Al Imam Abu Bakar bin Abid Dunya meriwayatkan dalam kitab Al Muhtadhirin; Tatkala ‘Amru bin Ash ra sekarat, puteranya berkata: “Wahai Ayah… dahulu engkau sering mengatakan: Andai saja aku berjumpa dengan orang berakal tatkala ia sekarat, supaya ia ceritakan padaku apa yang dirasakannya… Nah, sekarang engkaulah orang tersebut, maka ceritakanlah bagaimana kematian itu?” Sang Ayah menjawab: “Wahai puteraku, demi Allah… aku merasa seakan perutku dililit, dan aku bernafas dari lubang jarum… seakan ada sepucuk ranting berduri yang diseret dari ujung kaki hingga kepalaku”.

Suatu ketika, Umar bin Khatthab ra bertanya kepada Ka’ab Al Ahbar:

يَا كَعْبُ حَدِّثْنَا عَنِ الْمَوْتِ! قَالَ: نَعَمْ يَا أَمِيْرَ الْمُؤْمِنِيْنَ, غُصْنٌ كَثِيْرُ الشَّوْكِ أُدْخِلَ فِي جَوْفِ رَجُلٍ فَأَخَذَتْ كُلُّ شَوْكَةٍ بِعَرَقٍ ثُمَّ جَذَبَهُ رَجُلٌ شَدِيْدُ الجَذْبِ فَأَخَذَ مَا أَخَذَ وَأَبْقَى مَا أَبْقَى

“Hai Ka’ab, kabarkan kepada kami tentang kematian!” “Baiklah wahai Amirul Mukminin” kata Ka’ab. “Ia laksana sepucuk ranting yang banyak durinya, yang dimasukkan ke dalam perut seseorang.

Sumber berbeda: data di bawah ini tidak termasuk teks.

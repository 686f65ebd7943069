//! Compensating rollback of partially failed transactions.

use std::sync::Arc;

use recon_connector::TargetWriter;

use crate::changeset::{ChangeKind, ChangeOperation};
use crate::error::{ReconResult, TransactionError};
use crate::report::ApplySummary;

use super::applier::{
    with_timeout, ApplyResult, ApplyStatus, ErrorDetail, TransactionalApplier,
};
use super::transaction::{BeforeImage, Transaction, TransactionState};

/// Result of a rollback run.
#[derive(Debug)]
pub struct RollbackOutcome {
    /// The transaction, `RolledBack` if every compensation succeeded,
    /// otherwise still `PartiallyFailed`.
    pub transaction: Transaction,
    /// One result per compensating write, in replay order.
    pub results: Vec<ApplyResult>,
    /// Aggregate counts over the compensating writes.
    pub summary: ApplySummary,
}

impl TransactionalApplier {
    /// Roll a partially failed transaction back to its before-images.
    ///
    /// Rollback is never automatic; it runs only on this explicit call,
    /// and only from the `PartiallyFailed` state. Successfully applied
    /// operations are compensated in reverse sequence order: an update is
    /// undone by writing the captured prior field values back, and a
    /// create against a previously absent asset is undone by a delete.
    /// The transaction transitions to `RolledBack` only when every
    /// compensation succeeds.
    pub async fn rollback(
        &self,
        mut transaction: Transaction,
        writer: Arc<dyn TargetWriter>,
    ) -> ReconResult<RollbackOutcome> {
        if !transaction.state.can_roll_back() {
            return Err(TransactionError::InvalidState {
                from: transaction.state.to_string(),
                to: TransactionState::RolledBack.to_string(),
            }
            .into());
        }

        tracing::info!(
            transaction_id = %transaction.id,
            applied = transaction.applied_sequences.len(),
            "Starting rollback"
        );

        let mut sequences = transaction.applied_sequences.clone();
        sequences.sort_unstable();
        sequences.reverse();

        let mut results = Vec::with_capacity(sequences.len());
        for sequence in sequences {
            let Some(image) = transaction.before_images.get(&sequence).cloned() else {
                return Err(TransactionError::NoBeforeImage {
                    asset_id: transaction
                        .operations
                        .iter()
                        .find(|op| op.sequence == sequence)
                        .map_or_else(|| sequence.to_string(), |op| op.asset_id.clone()),
                }
                .into());
            };
            results.push(self.compensate(sequence, &image, &writer).await);
        }

        let summary = ApplySummary::from_results(&results);
        if summary.failed == 0 {
            transaction.transition(TransactionState::RolledBack)?;
        } else {
            tracing::warn!(
                transaction_id = %transaction.id,
                failed = summary.failed,
                "Rollback incomplete; transaction remains partially failed"
            );
        }

        Ok(RollbackOutcome {
            transaction,
            results,
            summary,
        })
    }

    /// One compensating write, with the same retry policy as apply.
    async fn compensate(
        &self,
        sequence: u64,
        image: &BeforeImage,
        writer: &Arc<dyn TargetWriter>,
    ) -> ApplyResult {
        let operation = ChangeOperation {
            asset_id: image.asset_id.clone(),
            kind: if image.existed {
                ChangeKind::Update
            } else {
                ChangeKind::Delete
            },
            fields: image.fields.clone(),
            sequence,
        };

        let config = self.config();
        let max_attempts = config.retry.max_attempts.max(1);
        let mut attempts: u32 = 0;

        loop {
            attempts += 1;

            let write = if image.existed {
                with_timeout(
                    config.op_timeout,
                    writer.update(&image.asset_id, &image.fields),
                )
                .await
            } else {
                with_timeout(config.op_timeout, writer.delete(&image.asset_id)).await
            };

            match write {
                Ok(()) => {
                    tracing::debug!(
                        asset_id = %image.asset_id,
                        sequence = sequence,
                        "Compensating write succeeded"
                    );
                    return ApplyResult {
                        operation,
                        status: ApplyStatus::Success,
                        error: None,
                        attempt_count: attempts,
                    };
                }
                Err(error) if error.is_retryable() && attempts < max_attempts => {
                    let delay = config.retry.delay_for_attempt(attempts - 1);
                    tracing::debug!(
                        asset_id = %image.asset_id,
                        attempt = attempts,
                        delay_ms = delay.as_millis(),
                        error = %error,
                        "Retrying compensating write"
                    );
                    tokio::time::sleep(delay).await;
                }
                Err(error) => {
                    tracing::warn!(
                        asset_id = %image.asset_id,
                        attempts = attempts,
                        error = %error,
                        "Compensating write failed"
                    );
                    return ApplyResult {
                        operation,
                        status: ApplyStatus::Failed,
                        error: Some(ErrorDetail::from_error(&error)),
                        attempt_count: attempts,
                    };
                }
            }
        }
    }
}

Setelah tiap durinya mengait sebuah urat, ranting tersebut ditarik oleh orang yang amat kuat tarikannya, hingga tercabutlah sejumlah uratnya dan tertinggal sisanya” [3]

Barangkali ada sementara kalangan yang sulit menerima kenyataan ini. mereka mengatakan: “Bagaimana mungkin kematian seperti yang anda ceritakan, sedangkan yang kami saksikan pada sebagian orang yang sekarat, kematian tidaklah separah itu? Kami juga menyaksikan bahwa di antara mereka ada yang sempat mengobrol, berwasiat, dan memberi kesaksian atas harta dan hutangnya, padahal ruhnya sedang dicabut… pun demikian dia tetap melanjutkan wasiat dan kesaksiannya tadi, sampai-sampai orang yang baru melihatnya mengira bahwa dia tidak apa-apa dan tidak akan mati… baru setelah itu ia mati. Jelaslah ini bukan kondisi orang yang disakiti sedemikian rupa. Seandainya ia memang disakiti seperti itu, pasti sakitnya tercabik oleh ranting berduri tadi membuatnya tak bisa berwasiat dan sebagainya.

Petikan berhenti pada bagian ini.